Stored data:
——

pub mod account_flow;
pub mod activate_user;
pub mod authenticate_user;
pub mod confirm_deactivation;
pub mod confirm_deletion;
pub mod confirm_email_change;
pub mod confirm_password_reset;
pub mod confirm_reactivation;
pub mod confirm_username_change;
pub mod login_user;
pub mod logout_user;
pub mod oauth_callback;
pub mod oauth_login;
pub mod purge_unactivated_users;
pub mod re_login;
pub mod register_user;
pub mod request_account_action;
pub mod request_password_reset;
pub mod request_reactivation;

pub use account_flow::{AccountFlowError, IdentifierRequest};
pub use authenticate_user::SessionError;
pub use login_user::SessionTokens;
pub use oauth_callback::OAuthCallbackParams;
pub use oauth_login::OAuthError;
pub use request_account_action::AccountAction;
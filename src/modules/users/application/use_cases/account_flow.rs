use std::fmt;

use crate::modules::users::application::domain::validation::normalize_identifier;
use crate::modules::users::application::domain::{TokenPurpose, User};
use crate::modules::users::application::ports::outgoing::{
    HashError, UserQuery, UserQueryError, UserRepositoryError,
};
use crate::modules::users::application::services::{TokenLifecycle, TokenLifecycleError};
use crate::shared::validation::FieldErrors;

/// Failure of an emailed-link flow (register, activate, request/confirm pairs).
#[derive(Debug, Clone, PartialEq)]
pub enum AccountFlowError {
    /// The link token does not decode for its purpose (bad signature, expired, wrong type)
    InvalidToken(TokenPurpose),
    /// The link token decodes but is not the outstanding one
    TokenNotCurrent(TokenPurpose),
    UserNotFound,
    Validation(FieldErrors),
    NotificationFailed(String),
    QueryError(String),
    RepositoryError(String),
    HashingFailed(String),
    TokenError(String),
}

impl fmt::Display for AccountFlowError {
    fn fmt(&self, f: &mut fmt::Formatter<'_>) -> fmt::Result {
        match self {
            AccountFlowError::InvalidToken(purpose) => {
                write!(f, "Invalid {} Token", purpose.label())
            }
            AccountFlowError::TokenNotCurrent(purpose) => {
                write!(f, "Invalid Or Expired {} Token", purpose.label())
            }
            AccountFlowError::UserNotFound => write!(f, "User Not Found"),
            AccountFlowError::Validation(errors) => write!(f, "Validation failed: {}", errors),
            AccountFlowError::NotificationFailed(msg) => {
                write!(f, "Notification failed: {}", msg)
            }
            AccountFlowError::QueryError(msg) => write!(f, "Query error: {}", msg),
            AccountFlowError::RepositoryError(msg) => write!(f, "Repository error: {}", msg),
            AccountFlowError::HashingFailed(msg) => write!(f, "Hashing failed: {}", msg),
            AccountFlowError::TokenError(msg) => write!(f, "Token error: {}", msg),
        }
    }
}

impl std::error::Error for AccountFlowError {}

impl AccountFlowError {
    /// Maps a link-token failure for `purpose`.
    pub fn from_token(purpose: TokenPurpose, error: TokenLifecycleError) -> Self {
        match error {
            TokenLifecycleError::Invalid | TokenLifecycleError::Expired => {
                AccountFlowError::InvalidToken(purpose)
            }
            TokenLifecycleError::NotCurrent => AccountFlowError::TokenNotCurrent(purpose),
            TokenLifecycleError::Cache(msg) | TokenLifecycleError::Issue(msg) => {
                AccountFlowError::TokenError(msg)
            }
        }
    }
}

impl From<UserQueryError> for AccountFlowError {
    fn from(e: UserQueryError) -> Self {
        AccountFlowError::QueryError(e.to_string())
    }
}

impl From<UserRepositoryError> for AccountFlowError {
    fn from(e: UserRepositoryError) -> Self {
        match e {
            UserRepositoryError::UserNotFound => AccountFlowError::UserNotFound,
            other => AccountFlowError::RepositoryError(other.to_string()),
        }
    }
}

impl From<HashError> for AccountFlowError {
    fn from(e: HashError) -> Self {
        AccountFlowError::HashingFailed(e.to_string())
    }
}

/// Validates a link token and loads the account it was issued to.
pub(crate) async fn link_owner(
    tokens: &TokenLifecycle,
    query: &dyn UserQuery,
    token: &str,
    purpose: TokenPurpose,
) -> Result<User, AccountFlowError> {
    let user_id = tokens
        .validate(token, purpose)
        .await
        .map_err(|e| AccountFlowError::from_token(purpose, e))?;

    query
        .find_by_id(user_id)
        .await?
        .ok_or(AccountFlowError::UserNotFound)
}

/// `{identifier, re_identifier}` payload of the reactivation and password
/// reset requests.
#[derive(Debug, Clone, PartialEq)]
pub struct IdentifierRequest {
    identifier: String,
}

impl IdentifierRequest {
    pub fn new(
        identifier: Option<String>,
        re_identifier: Option<String>,
    ) -> Result<Self, FieldErrors> {
        let mut errors = FieldErrors::default();
        let identifier = errors.check(
            "identifier",
            normalize_identifier(identifier.as_deref().unwrap_or_default()),
        );
        let confirmation = re_identifier.unwrap_or_default();
        if confirmation.trim().is_empty() {
            errors.add("re_identifier", "Identifier Confirmation Is Required");
        }

        match identifier {
            Some(identifier) if errors.is_empty() => {
                if identifier != confirmation.trim().to_lowercase() {
                    return Err(FieldErrors::single("identifier", "Identifiers Do Not Match"));
                }
                Ok(Self { identifier })
            }
            _ => Err(errors),
        }
    }

    pub fn identifier(&self) -> &str {
        &self.identifier
    }
}
pub mod unactivated_user_purge;

pub use unactivated_user_purge::unactivated_user_purge_worker;
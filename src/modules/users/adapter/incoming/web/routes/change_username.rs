use crate::api::schemas::{ErrorResponse, MessageData, SuccessResponse};
use crate::modules::users::adapter::incoming::web::errors::flow_error_response;
use crate::modules::users::adapter::incoming::web::extractors::AuthenticatedUser;
use crate::modules::users::adapter::incoming::web::routes::account_action::send_confirmation_link;
use crate::modules::users::adapter::incoming::web::routes::dto::UserDetailDto;
use crate::modules::users::application::ports::outgoing::UserAction;
use crate::modules::users::application::use_cases::confirm_username_change::ChangeUsernameRequest;
use crate::modules::users::application::use_cases::AccountAction;
use crate::shared::api::ApiResponse;
use crate::AppState;
use actix_web::{get, put, web, Responder};
use serde::Deserialize;
use tracing::info;
use utoipa::ToSchema;

#[derive(Deserialize, ToSchema)]
pub struct ChangeUsernameDto {
    #[schema(example = "johnny")]
    #[serde(default)]
    pub username: Option<String>,

    #[schema(example = "johnny")]
    #[serde(default)]
    pub re_username: Option<String>,
}

/// Request a username change
#[utoipa::path(
    get,
    path = "/api/users/change-username/request/",
    tag = "users",
    security(("bearer_auth" = [])),
    responses(
        (status = 202, description = "Confirmation email sent", body = inline(SuccessResponse<MessageData>)),
        (status = 401, description = "Missing or rejected access token", body = ErrorResponse),
        (status = 500, description = "Email could not be sent", body = ErrorResponse),
    )
)]
#[get("/api/users/change-username/request/")]
pub async fn request_username_change_handler(
    auth: AuthenticatedUser,
    data: web::Data<AppState>,
) -> impl Responder {
    send_confirmation_link(
        &data,
        &auth.user,
        AccountAction::ChangeUsername,
        UserAction::ChangeUsernameRequest,
        "Username Change Request Sent Successfully",
    )
    .await
}

/// Confirm a username change
///
/// Stores the new username and deactivates the account until the emailed
/// reactivation link is followed.
#[utoipa::path(
    put,
    path = "/api/users/change-username/confirm/{token}/",
    tag = "users",
    params(("token" = String, Path, description = "Username change token from the email")),
    request_body = ChangeUsernameDto,
    responses(
        (status = 200, description = "Username changed, account awaiting reactivation", body = inline(SuccessResponse<UserDetailDto>)),
        (status = 400, description = "Invalid, mismatched or taken username", body = ErrorResponse),
        (status = 401, description = "Token invalid or superseded", body = ErrorResponse),
        (status = 500, description = "Internal server error", body = ErrorResponse),
    )
)]
#[put("/api/users/change-username/confirm/{token}/")]
pub async fn confirm_username_change_handler(
    path: web::Path<String>,
    req: web::Json<ChangeUsernameDto>,
    data: web::Data<AppState>,
) -> impl Responder {
    let dto = req.into_inner();
    let request = ChangeUsernameRequest::new(dto.username, dto.re_username);

    let result = data
        .confirm_username_change_use_case
        .execute(&path.into_inner(), request)
        .await;
    data.metrics
        .record_user_action(UserAction::ChangeUsernameConfirm, result.is_ok());

    match result {
        Ok(user) => {
            info!(user_id = %user.id, "Username changed");
            ApiResponse::success(UserDetailDto::from(user))
        }
        Err(e) => flow_error_response(&e),
    }
}
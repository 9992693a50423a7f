use crate::api::schemas::{ErrorResponse, SuccessResponse};
use crate::modules::users::adapter::incoming::web::routes::dto::SessionDto;
use crate::modules::users::application::ports::outgoing::UserAction;
use crate::modules::users::application::use_cases::login_user::{LoginError, LoginRequest};
use crate::shared::api::ApiResponse;
use crate::AppState;
use actix_web::{post, web, Responder};
use serde::Deserialize;
use tracing::{error, info, warn};
use utoipa::ToSchema;

/// Login request from client
#[derive(Deserialize, ToSchema)]
pub struct LoginRequestDto {
    /// Username or email, case-insensitive
    #[schema(example = "johndoe")]
    #[serde(default)]
    pub identifier: Option<String>,

    #[schema(example = "SecurePass123!")]
    #[serde(default)]
    pub password: Option<String>,
}

/// User login
///
/// Authenticates with username or email and password. Outstanding session
/// tokens are handed back when they are still valid.
#[utoipa::path(
    post,
    path = "/api/users/login/",
    tag = "users",
    request_body = LoginRequestDto,
    responses(
        (
            status = 200,
            description = "Login successful",
            body = inline(SuccessResponse<SessionDto>)
        ),
        (status = 400, description = "Missing identifier or password", body = ErrorResponse),
        (
            status = 401,
            description = "Invalid credentials, inactive account or social account",
            body = ErrorResponse,
            example = json!({
                "success": false,
                "error": {
                    "code": "INVALID_CREDENTIALS",
                    "message": "Invalid Username Or Password"
                }
            })
        ),
        (status = 500, description = "Internal server error", body = ErrorResponse),
    )
)]
#[post("/api/users/login/")]
pub async fn login_user_handler(
    req: web::Json<LoginRequestDto>,
    data: web::Data<AppState>,
) -> impl Responder {
    let dto = req.into_inner();

    let request = match LoginRequest::new(dto.identifier, dto.password) {
        Ok(request) => request,
        Err(details) => {
            data.metrics.record_user_action(UserAction::Login, false);
            return ApiResponse::validation_error(details);
        }
    };

    info!(identifier = %request.identifier(), "Login attempt");

    let result = data.login_user_use_case.execute(request).await;
    data.metrics
        .record_user_action(UserAction::Login, result.is_ok());

    match result {
        Ok(session) => {
            info!(user_id = %session.user.id, "User logged in successfully");
            ApiResponse::success(SessionDto::from(session))
        }

        Err(LoginError::InvalidCredentials) => {
            warn!("Login failed: Invalid credentials");
            ApiResponse::unauthorized("INVALID_CREDENTIALS", "Invalid Username Or Password")
        }

        Err(LoginError::UserInactive) => {
            warn!("Login failed: User inactive");
            ApiResponse::unauthorized("USER_INACTIVE", "User Is Not Active")
        }

        Err(LoginError::SocialAccount) => {
            warn!("Login failed: Account uses social sign-in");
            ApiResponse::unauthorized("SOCIAL_ACCOUNT", "User Registered With Social Auth")
        }

        Err(LoginError::PasswordVerificationFailed(ref e)) => {
            error!(error = %e, "Password verification failed");
            ApiResponse::internal_error()
        }

        Err(LoginError::TokenGenerationFailed(ref e)) => {
            error!(error = %e, "Token generation failed");
            ApiResponse::internal_error()
        }

        Err(LoginError::QueryError(ref e)) | Err(LoginError::RepositoryError(ref e)) => {
            error!(error = %e, "Database operation failed");
            ApiResponse::internal_error()
        }
    }
}
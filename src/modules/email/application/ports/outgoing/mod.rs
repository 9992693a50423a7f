pub mod account_notifier;
pub mod email_sender;

pub use account_notifier::{AccountNotice, AccountNotifier, NoticeLink, NotificationError};
pub use email_sender::{EmailSendError, EmailSender};
use sea_orm_migration::prelude::*;

#[async_std::main]
async fn main() {
    cli::run_cli(migration::Migrator).await;
}
//! SIGMET/IRIS raw radar volume decoder.
//!
//! A raw volume is a sequence of 6144-byte little-endian records: a
//! product header, an ingest header, then data records holding
//! run-length compressed rays grouped in sweeps. Opening a volume scans
//! every ray once and keeps only descriptors; sample values are decoded
//! and calibrated from the file when a section is requested.
//!
//! # Example
//!
//! ```ignore
//! use sigmet_parser::{DataType, SectionRange, SigmetVolume};
//!
//! let mut volume = SigmetVolume::open("volume.raw")?;
//! let data = volume.read_section(
//!     DataType::Reflectivity,
//!     SectionRange::single(0),
//!     SectionRange::span(0, 359)?,
//!     SectionRange::span(0, 99)?,
//! )?;
//! ```

pub mod angle;
pub mod assembler;
pub mod calibration;
pub mod config;
pub mod cursor;
pub mod error;
pub mod header;
pub mod ray;
pub mod ray_builder;
pub mod rle;
pub mod rounding;
pub mod section;
pub mod volume;

pub use assembler::{SweepGroup, SweepGroups};
pub use calibration::{calibrate, CalibrationContext};
pub use config::ReaderConfig;
pub use cursor::{BlockHeader, RecordCursor, RECORD_SIZE};
pub use error::{SigmetError, SigmetResult};
pub use header::{is_sigmet, IngestDataHeader, ProductHeader};
pub use ray::{DataType, Ray, RayLocation, MISSING_VALUE};
pub use ray_builder::{RayBuilder, ScanOutput, SweepInfo};
pub use section::{Section, SectionData, SectionRange, SectionReader};
pub use volume::SigmetVolume;
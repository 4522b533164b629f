//! Checks against a captured radar volume.
//!
//! These tests require a real SIGMET raw file. Place one at
//! `crates/sigmet-parser/testdata/sigmet_volume.raw` or point
//! `TEST_DATA_DIR` at a directory holding it; otherwise the tests skip.

use sigmet_parser::{is_sigmet, RecordCursor, SectionRange, SigmetVolume};
use test_utils::require_test_file;

#[test]
fn test_captured_volume_structure() {
    let path = require_test_file!("sigmet_volume.raw");

    let file = std::fs::File::open(&path).unwrap();
    let mut cursor = RecordCursor::new(file).unwrap();
    assert!(is_sigmet(&mut cursor).unwrap());

    let volume = SigmetVolume::open(&path).unwrap();
    let header = volume.header();
    println!(
        "{}: {} sweeps, {} bins, nyquist {} m/s",
        header.station_name, header.number_sweeps, header.bins, header.nyquist
    );
    assert!(header.number_sweeps > 0);
    assert!((-90.0..=90.0).contains(&header.latitude));

    for data_type in volume.data_types() {
        let groups = volume.sweep_groups(data_type).unwrap();
        for group in groups.iter() {
            for ray in &group.rays {
                assert_eq!(ray.bins % 2, 0);
                if ray.is_sentinel() {
                    continue;
                }
                assert!((0.0..360.0).contains(&ray.azimuth), "azimuth {}", ray.azimuth);
                assert!(ray.location.is_some());
            }
            // sorted by time within the group
            let times: Vec<i16> = group
                .rays
                .iter()
                .filter(|r| !r.is_sentinel())
                .map(|r| r.time)
                .collect();
            assert!(times.windows(2).all(|w| w[0] <= w[1]));
        }
    }

    assert!(volume.time_coverage_start() <= volume.time_coverage_end());
}

#[test]
fn test_captured_volume_first_sweep_reads() {
    let path = require_test_file!("sigmet_volume.raw");

    let mut volume = SigmetVolume::open(&path).unwrap();
    let Some(data_type) = volume.data_types().first().copied() else {
        return;
    };
    let Some(group) = volume.sweep_groups(data_type).and_then(|g| g.get(1)) else {
        return;
    };
    let radials = group.len();
    let gates = group.max_bins().max(1);

    let data = volume
        .read_section(
            data_type,
            SectionRange::single(0),
            SectionRange::span(0, radials.saturating_sub(1)).unwrap(),
            SectionRange::span(0, gates - 1).unwrap(),
        )
        .unwrap();
    assert_eq!(data.shape, [1, radials, gates]);
    assert!(data.values.iter().any(|v| !v.is_nan()));
}
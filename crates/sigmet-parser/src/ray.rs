//! Radial descriptors.

use serde::{Deserialize, Serialize};

use crate::error::SigmetError;

/// Missing-data value for angles, ranges and calibrated samples.
pub const MISSING_VALUE: f32 = -999.99;

/// Time offset carried by a sentinel ray.
pub const MISSING_TIME: i16 = -99;

/// Offset reported for a sentinel ray.
pub const MISSING_OFFSET: i64 = -999;

/// Radar moment carried by a ray.
#[derive(Debug, Clone, Copy, PartialEq, Eq, Hash, PartialOrd, Ord, Serialize, Deserialize)]
pub enum DataType {
    /// Uncorrected reflectivity (dBZ)
    TotalPower,
    /// Corrected reflectivity (dBZ)
    Reflectivity,
    /// Mean radial velocity (m/s)
    Velocity,
    /// Spectrum width (m/s)
    Width,
    /// Differential reflectivity (dB)
    DifferentialReflectivity,
}

impl DataType {
    pub const ALL: [DataType; 5] = [
        DataType::TotalPower,
        DataType::Reflectivity,
        DataType::Velocity,
        DataType::Width,
        DataType::DifferentialReflectivity,
    ];

    /// Code used in ingest data headers.
    pub fn code(self) -> i16 {
        match self {
            DataType::TotalPower => 1,
            DataType::Reflectivity => 2,
            DataType::Velocity => 3,
            DataType::Width => 4,
            DataType::DifferentialReflectivity => 5,
        }
    }

    /// Variable name used for this moment.
    pub fn name(self) -> &'static str {
        match self {
            DataType::TotalPower => "Total_Power",
            DataType::Reflectivity => "Reflectivity",
            DataType::Velocity => "Velocity",
            DataType::Width => "Width",
            DataType::DifferentialReflectivity => "Differential_Reflectivity",
        }
    }

    /// Physical unit of calibrated values.
    pub fn units(self) -> &'static str {
        match self {
            DataType::TotalPower | DataType::Reflectivity => "dBZ",
            DataType::Velocity | DataType::Width => "m/s",
            DataType::DifferentialReflectivity => "dB",
        }
    }

    /// Parse a user-supplied name (case-insensitive, short forms allowed).
    pub fn from_name(s: &str) -> Option<Self> {
        match s.to_lowercase().replace(['-', ' '], "_").as_str() {
            "total_power" | "totalpower" | "dbt" => Some(DataType::TotalPower),
            "reflectivity" | "dbz" => Some(DataType::Reflectivity),
            "velocity" | "vel" => Some(DataType::Velocity),
            "width" | "spectrum_width" => Some(DataType::Width),
            "differential_reflectivity" | "zdr" => Some(DataType::DifferentialReflectivity),
            _ => None,
        }
    }
}

impl TryFrom<i16> for DataType {
    type Error = SigmetError;

    fn try_from(code: i16) -> Result<Self, Self::Error> {
        match code {
            1 => Ok(DataType::TotalPower),
            2 => Ok(DataType::Reflectivity),
            3 => Ok(DataType::Velocity),
            4 => Ok(DataType::Width),
            5 => Ok(DataType::DifferentialReflectivity),
            other => Err(SigmetError::UnknownDataType(other)),
        }
    }
}

impl std::fmt::Display for DataType {
    fn fmt(&self, f: &mut std::fmt::Formatter<'_>) -> std::fmt::Result {
        write!(f, "{}", self.name())
    }
}

/// Where a ray's samples live in the file.
///
/// `offset` is the first inline literal byte after the ray header and
/// `data_read` the number of such bytes; `offset1` is the first control
/// word of the rest of the stream. Both offsets point past any block
/// header, never at a record boundary.
#[derive(Debug, Clone, Copy, PartialEq, Eq, Serialize, Deserialize)]
pub struct RayLocation {
    pub offset: u64,
    pub data_read: usize,
    pub offset1: u64,
}

/// Descriptor of one radial. Samples are decoded on demand.
#[derive(Debug, Clone, Copy, PartialEq, Serialize, Deserialize)]
pub struct Ray {
    /// Range to the first gate (m)
    pub range: f32,
    /// Distance between gates (m)
    pub step: f32,
    /// Azimuth at the middle of the ray (degrees)
    pub azimuth: f32,
    /// Elevation at the end of the ray (degrees)
    pub elevation: f32,
    /// Number of gates, always even
    pub bins: usize,
    /// Seconds since the start of the sweep
    pub time: i16,
    pub data_type: DataType,
    /// 1-based sweep number
    pub sweep: i16,
    /// `None` for a sentinel ray
    pub location: Option<RayLocation>,
}

impl Ray {
    /// Sentinel for a ray whose stream ended with a stop code.
    pub fn sentinel(bins: usize, sweep: i16, data_type: DataType) -> Self {
        Self {
            range: MISSING_VALUE,
            step: MISSING_VALUE,
            azimuth: MISSING_VALUE,
            elevation: MISSING_VALUE,
            bins,
            time: MISSING_TIME,
            data_type,
            sweep,
            location: None,
        }
    }

    pub fn is_sentinel(&self) -> bool {
        self.location.is_none()
    }

    /// Start of inline data, or `-999` for a sentinel.
    pub fn offset(&self) -> i64 {
        self.location.map_or(MISSING_OFFSET, |l| l.offset as i64)
    }

    /// Inline byte count, or `0` for a sentinel.
    pub fn data_read(&self) -> usize {
        self.location.map_or(0, |l| l.data_read)
    }

    /// Start of the run-length stream, or `-999` for a sentinel.
    pub fn offset1(&self) -> i64 {
        self.location.map_or(MISSING_OFFSET, |l| l.offset1 as i64)
    }
}

/// Round an odd gate count up to the next even number.
pub fn even_bins(raw: i16) -> usize {
    let bins = raw.max(0) as usize;
    bins + bins % 2
}

#[cfg(test)]
mod tests {
    use super::*;

    #[test]
    fn test_data_type_codes() {
        for dt in DataType::ALL {
            assert_eq!(DataType::try_from(dt.code()).unwrap(), dt);
        }
        assert!(matches!(
            DataType::try_from(7),
            Err(SigmetError::UnknownDataType(7))
        ));
        assert!(DataType::try_from(0).is_err());
    }

    #[test]
    fn test_data_type_names() {
        assert_eq!(DataType::from_name("zdr"), Some(DataType::DifferentialReflectivity));
        assert_eq!(DataType::from_name("Total-Power"), Some(DataType::TotalPower));
        assert_eq!(DataType::from_name("Reflectivity"), Some(DataType::Reflectivity));
        assert_eq!(DataType::from_name("kdp"), None);
        assert_eq!(DataType::Velocity.units(), "m/s");
    }

    #[test]
    fn test_even_bins() {
        assert_eq!(even_bins(0), 0);
        assert_eq!(even_bins(499), 500);
        assert_eq!(even_bins(500), 500);
        assert_eq!(even_bins(-3), 0);
        for raw in 0..1000 {
            assert_eq!(even_bins(raw) % 2, 0);
        }
    }

    #[test]
    fn test_sentinel_ray() {
        let ray = Ray::sentinel(500, 2, DataType::Velocity);
        assert!(ray.is_sentinel());
        assert_eq!(ray.azimuth, MISSING_VALUE);
        assert_eq!(ray.time, MISSING_TIME);
        assert_eq!(ray.offset(), -999);
        assert_eq!(ray.data_read(), 0);
        assert_eq!(ray.offset1(), -999);
        assert_eq!(ray.bins, 500);
    }
}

——

Work instruction
What is needed is an exact copy of the lines from the one containing "assert_eq!(ray.data_read(), 0);" through the last line of the records, and nothing else.

Written answer
        assert_eq!(ray.data_read(), 0);
        assert_eq!(ray.offset1(), -999);
        assert_eq!(ray.bins, 500);
    }
}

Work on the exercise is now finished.